- New Hampshire and Florida formalize Bitcoin reserve frameworks for public funds and treasury reserves
- DOJ not in the business of crypto regulation via prosecution anymore, shifting focus solely to criminal misuse of digital assets
Two U.S. states are making bold financial moves right now.
New Hampshire and Florida have advanced bills allowing state treasuries to invest public funds in Bitcoin [BTC] and other high-market-cap digital assets.
These decisions come days after the U.S. Department of Justice (DOJ) announced it would halt prosecution against crypto exchanges and related services for regulatory breaches.
Timing is no coincidence
This alignment signals a synchronized shift between state and federal bodies towards normalizing digital assets in government finance.
On 10 April, New Hampshire’s House of Representatives passed HB302 by a narrow vote of 192–179. The bill empowers the state treasurer to allocate up to 10% of public funds to eligible digital assets, stablecoins, and precious metals.
However, the condition is that the assets must meet strict eligibility criteria such as a market cap exceeding $500 billion averaged over the prior year.
The legislation mandates that assets must be either held directly by the treasurer, custodied by a regulated institution, or purchased through exchange-traded products.
Florida follows suit
Meanwhile, Florida’s House Insurance and Banking Committee unanimously advanced its own digital reserves bill. The state formally took a step in the same direction, albeit with a bold operational twist.
The bill not only approves Bitcoin and other high-cap digital assets for treasury investment, but it also codifies Bitcoin custody and loaning directly into state statute.
States step in as the Feds step back
The synchronization of these policies across state lines suggests a broader political trend. U.S. states are looking to assert digital asset autonomy while the federal government recalibrates its crypto enforcement priorities.

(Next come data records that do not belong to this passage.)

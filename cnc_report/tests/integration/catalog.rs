//! Integration test: catalog listings over the core registry plus plugins.
//!
//! Covers ordering across registries, the unsorted fallback, per-axis
//! group scoping, capability gating and repeatability of every listing.

use std::collections::BTreeSet;

use cnc_common::codes::{ALARM_DETAILS, ERROR_DETAILS};
use cnc_common::config::ControllerConfig;
use cnc_common::settings::{
    Datatype, GroupFilter, SettingClass, SettingDescriptor, SettingGroupDescriptor, SettingId,
    SettingValue, SettingsRegistry, SettingsStore, group,
};
use cnc_common::status::StatusCode;
use cnc_report::catalog::{Catalog, CatalogKind, GroupOrder, RenderMode};
use cnc_report::core_settings::core_chain;

const GUARD_GROUP: u8 = 90;

static GUARD_SETTINGS: [SettingDescriptor; 2] = [
    SettingDescriptor::new(450, GUARD_GROUP, "Probe protection", Datatype::Bool)
        .class(SettingClass::NonCore),
    SettingDescriptor::new(7, group::GENERAL, "Guard retries", Datatype::Integer)
        .range("0", "9")
        .class(SettingClass::NonCore),
];

static GUARD_GROUPS: [SettingGroupDescriptor; 1] =
    [SettingGroupDescriptor::new(GUARD_GROUP, group::ROOT, "Probe guard")];

struct EchoStore;

impl SettingsStore for EchoStore {
    fn setting_value(&self, id: SettingId) -> Option<SettingValue> {
        Some(SettingValue::Integer(i64::from(id)))
    }
}

fn catalog(config: &ControllerConfig) -> Catalog {
    let mut catalog = Catalog::new(core_chain(), config);
    assert!(catalog.register(SettingsRegistry::new(
        "probe-guard",
        &GUARD_SETTINGS,
        &GUARD_GROUPS
    )));
    catalog
}

fn setting_ids(out: &str) -> Vec<u16> {
    out.lines()
        .filter_map(|l| l.strip_prefix('$'))
        .filter_map(|l| l.split([':', '=']).next())
        .filter_map(|id| id.parse().ok())
        .collect()
}

fn settings(catalog: &Catalog, filter: GroupFilter) -> (StatusCode, String) {
    let mut out = String::new();
    let status = catalog.settings_details(filter, RenderMode::Human, &mut out);
    (status, out)
}

// ── Ordering ────────────────────────────────────────────────────────

#[test]
fn sorted_listing_interleaves_plugin_settings() {
    let c = catalog(&ControllerConfig::default());
    let (status, out) = settings(&c, GroupFilter::All);
    assert_eq!(status, StatusCode::Ok);

    let ids = setting_ids(&out);
    assert!(ids.windows(2).all(|w| w[0] < w[1]), "{ids:?}");
    let seven = ids.iter().position(|id| *id == 7);
    let ten = ids.iter().position(|id| *id == 10);
    assert!(seven < ten);
    assert_eq!(ids.last(), Some(&450));

    assert!(out.contains("$7: Guard retries, range: 0 - 9\r\n"));
    assert!(out.contains("$30: Maximum spindle speed in RPM\r\n"));
}

#[test]
fn axis_families_expand_in_id_order() {
    let c = catalog(&ControllerConfig::default());
    let (_, out) = settings(&c, GroupFilter::Group(group::AXIS0));
    assert_eq!(
        setting_ids(&out),
        [100, 101, 102, 110, 111, 112, 120, 121, 122, 130, 131, 132]
    );
    assert!(out.starts_with("$100: X-axis travel resolution in step/mm\r\n"));
}

// ── Unsorted fallback ───────────────────────────────────────────────

#[test]
fn unsorted_fallback_lists_the_same_rows() {
    let config = ControllerConfig::default();
    let sorted = catalog(&config);
    let mut unsorted = catalog(&config);
    unsorted.set_sorting(false);

    let rows = |c: &Catalog| {
        let (status, out) = settings(c, GroupFilter::All);
        assert_eq!(status, StatusCode::Ok);
        out.lines().map(str::to_owned).collect::<BTreeSet<_>>()
    };
    assert_eq!(rows(&sorted), rows(&unsorted));

    let values = |c: &Catalog, all: bool| {
        let mut out = String::new();
        c.setting_values(all, &EchoStore, &mut out);
        out.lines().map(str::to_owned).collect::<BTreeSet<_>>()
    };
    assert_eq!(values(&sorted, false), values(&unsorted, false));
    assert_eq!(values(&sorted, true), values(&unsorted, true));

    let groups = |c: &Catalog| {
        let mut out = String::new();
        c.group_details(GroupOrder::ById, None, &mut out);
        out.lines().map(str::to_owned).collect::<BTreeSet<_>>()
    };
    assert_eq!(groups(&sorted), groups(&unsorted));
}

#[test]
fn unsorted_fallback_walks_registries_in_order() {
    let mut c = catalog(&ControllerConfig::default());
    c.set_sorting(false);
    let (_, out) = settings(&c, GroupFilter::All);
    let ids = setting_ids(&out);
    // Plugin rows follow the whole core registry.
    assert_eq!(&ids[ids.len() - 2..], [450, 7]);
}

// ── Group scoping ───────────────────────────────────────────────────

#[test]
fn single_axis_group_suppresses_other_axes() {
    let c = catalog(&ControllerConfig::default());
    let (status, out) = settings(&c, GroupFilter::Group(group::Y_AXIS));
    assert_eq!(status, StatusCode::Ok);
    assert_eq!(setting_ids(&out), [101, 111, 121, 131]);
    assert!(out.starts_with("$101: Y-axis travel resolution in step/mm\r\n"));
}

#[test]
fn axis_beyond_axis_count_is_disabled() {
    let c = catalog(&ControllerConfig::default());
    let (status, out) = settings(&c, GroupFilter::Group(group::A_AXIS));
    assert_eq!(status, StatusCode::SettingDisabled);
    assert!(out.is_empty());

    let config = ControllerConfig {
        axis_count: 4,
        ..Default::default()
    };
    let c = catalog(&config);
    let (status, out) = settings(&c, GroupFilter::Group(group::A_AXIS));
    assert_eq!(status, StatusCode::Ok);
    assert_eq!(setting_ids(&out), [103, 113, 123, 133]);
}

#[test]
fn plugin_group_is_scoped() {
    let c = catalog(&ControllerConfig::default());
    let (status, out) = settings(&c, GroupFilter::Group(GUARD_GROUP));
    assert_eq!(status, StatusCode::Ok);
    assert_eq!(out, "$450: Probe protection as boolean\r\n");
}

// ── Capability gating ───────────────────────────────────────────────

#[test]
fn capability_gated_settings_follow_config() {
    let mut config = ControllerConfig::default();
    let c = catalog(&config);
    let (status, _) = settings(&c, GroupFilter::Group(group::TOOL_CHANGE));
    assert_eq!(status, StatusCode::SettingDisabled);

    let mut out = String::new();
    c.group_details(GroupOrder::ByName, Some(""), &mut out);
    assert!(!out.contains("Tool change"));

    config.capabilities.tool_change = true;
    let mut c = c;
    c.set_config(&config);
    let (status, out) = settings(&c, GroupFilter::Group(group::TOOL_CHANGE));
    assert_eq!(status, StatusCode::Ok);
    assert_eq!(setting_ids(&out), [341, 342]);

    let mut out = String::new();
    c.group_details(GroupOrder::ByName, Some(""), &mut out);
    assert!(out.contains("Tool change\r\n"));
}

#[test]
fn machine_group_records_cover_available_groups_only() {
    let c = catalog(&ControllerConfig::default());
    let mut out = String::new();
    assert_eq!(
        c.enumerate(
            CatalogKind::Groups(GroupOrder::ById),
            GroupFilter::All,
            RenderMode::Machine,
            &mut out
        ),
        StatusCode::Ok
    );
    assert!(out.starts_with("[SETTINGGROUP:0|0|Root]\r\n"));
    assert!(out.contains("[SETTINGGROUP:90|0|Probe guard]\r\n"));
    assert!(!out.contains("|Jogging]"));
    assert!(!out.contains("|A-axis]"));
}

// ── Values ──────────────────────────────────────────────────────────

#[test]
fn legacy_value_listing_excludes_plugins_and_extended() {
    let c = catalog(&ControllerConfig::default());
    let mut out = String::new();
    c.setting_values(false, &EchoStore, &mut out);
    let legacy = setting_ids(&out);
    assert!(legacy.contains(&30));
    assert!(legacy.contains(&132));
    assert!(!legacy.contains(&7));
    assert!(!legacy.contains(&14));
    assert!(!legacy.contains(&450));

    let mut out = String::new();
    c.setting_values(true, &EchoStore, &mut out);
    let all = setting_ids(&out);
    assert!(all.contains(&7));
    assert!(all.contains(&14));
    assert!(all.contains(&450));
    assert!(all.windows(2).all(|w| w[0] < w[1]));
}

#[test]
fn single_value_resolves_axis_instances() {
    let c = catalog(&ControllerConfig::default());
    let mut out = String::new();
    assert_eq!(c.setting_value(111, &EchoStore, &mut out), StatusCode::Ok);
    assert_eq!(out, "$111=111\r\n");

    let mut out = String::new();
    assert_eq!(
        c.setting_value(113, &EchoStore, &mut out),
        StatusCode::SettingDisabled
    );
    assert!(out.is_empty());
}

// ── Tables and repeatability ────────────────────────────────────────

#[test]
fn alarm_and_error_tables_are_complete() {
    let mut out = String::new();
    assert_eq!(Catalog::alarm_details(&mut out), StatusCode::Ok);
    assert_eq!(out.lines().count(), ALARM_DETAILS.len());
    assert!(out.starts_with("[ALARMCODE:1|"));

    let mut out = String::new();
    assert_eq!(Catalog::error_details(&mut out), StatusCode::Ok);
    assert_eq!(out.lines().count(), ERROR_DETAILS.len());
    assert!(out.lines().all(|l| l.starts_with("[ERRORCODE:") && l.ends_with(']')));
}

#[test]
fn every_listing_is_repeatable() {
    let c = catalog(&ControllerConfig::default());
    let kinds = [
        CatalogKind::Setting(102),
        CatalogKind::Settings,
        CatalogKind::Groups(GroupOrder::ById),
        CatalogKind::Groups(GroupOrder::ByName),
        CatalogKind::Alarms,
        CatalogKind::Errors,
    ];

    for kind in kinds {
        for mode in [RenderMode::Human, RenderMode::Machine] {
            let mut first = String::new();
            let mut second = String::new();
            let a = c.enumerate(kind, GroupFilter::All, mode, &mut first);
            let b = c.enumerate(kind, GroupFilter::All, mode, &mut second);
            assert_eq!(a, b);
            assert_eq!(first, second, "{kind:?} {mode:?}");
        }
    }
}

#[test]
fn duplicate_registry_is_rejected() {
    let mut c = catalog(&ControllerConfig::default());
    assert!(!c.register(SettingsRegistry::new("probe-guard", &GUARD_SETTINGS, &[])));
    assert_eq!(c.chain().len(), 2);
}
//! # CNC Report
//!
//! Telemetry and configuration disclosure layer of a CNC motion controller.
//! Turns live machine state into the line-oriented text protocol read by
//! host software, and exposes the settings, setting groups, alarm and error
//! tables of the controller core and its plugins on the same stream.
//!
//! ## Components
//!
//! 1. **Value formatter / line assembler** (`format`, `line`): unit-aware
//!    axis values in a fixed-capacity scratch buffer.
//! 2. **Status report generator** (`status`): `<STATE|MPos:...>` lines with
//!    adaptive refresh of the WCO and override fields.
//! 3. **Catalog enumerator** (`catalog`): merged, filtered and sorted
//!    setting, group, alarm and error listings across a registry chain.
//! 4. **Hook chains** (`hooks`): ordered extension handlers for plugins.
//!
//! ## No Heap On The Status Path
//!
//! The status generator composes every field in a `heapless` buffer. Only
//! catalog listings allocate, and they degrade to an unsorted walk when the
//! allocation fails.

pub mod bitfield;
pub mod catalog;
pub mod core_settings;
pub mod format;
pub mod hooks;
pub mod line;
pub mod messages;
pub mod ngc;
pub mod status;
pub mod stream;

Earlier this week, Deputy Attorney General Todd Blanche issued a four-page memo which confirmed that the DOJ would disband its National Cryptocurrency Enforcement Team (NCET).
The Department will no longer target exchanges, mixers, or wallets for unintentional regulatory violations.
“The Department of Justice is not a digital assets regulator.”
This shift was reinforced by the removal of criminal liability tied to registration breaches and unlicensed money transmitting – A legal basis previously used against many platforms.
Prosecutors are now instructed to only pursue cases where individuals use crypto for crimes like terrorism, narcotics trade, or financial fraud.
The DOJ’s move follows President Trump’s Executive Order 14178, which explicitly rejects “regulation by prosecution” in the digital asset space.
From policy to Bitcoin reserve strategy
The DOJ’s pullback shifts liability from platforms to individuals. Its disbanding of NCET and Trump’s pardon of BitMEX executives has been illustrative of a softer federal stance.
With enforcement bodies scaled back, states like Florida and New Hampshire are seizing the moment. In fact, the convergence of these legislative actions with federal de-escalation marks a turning point.
The line between crypto and statecraft is vanishing fast. And, it’s the states leading the charge.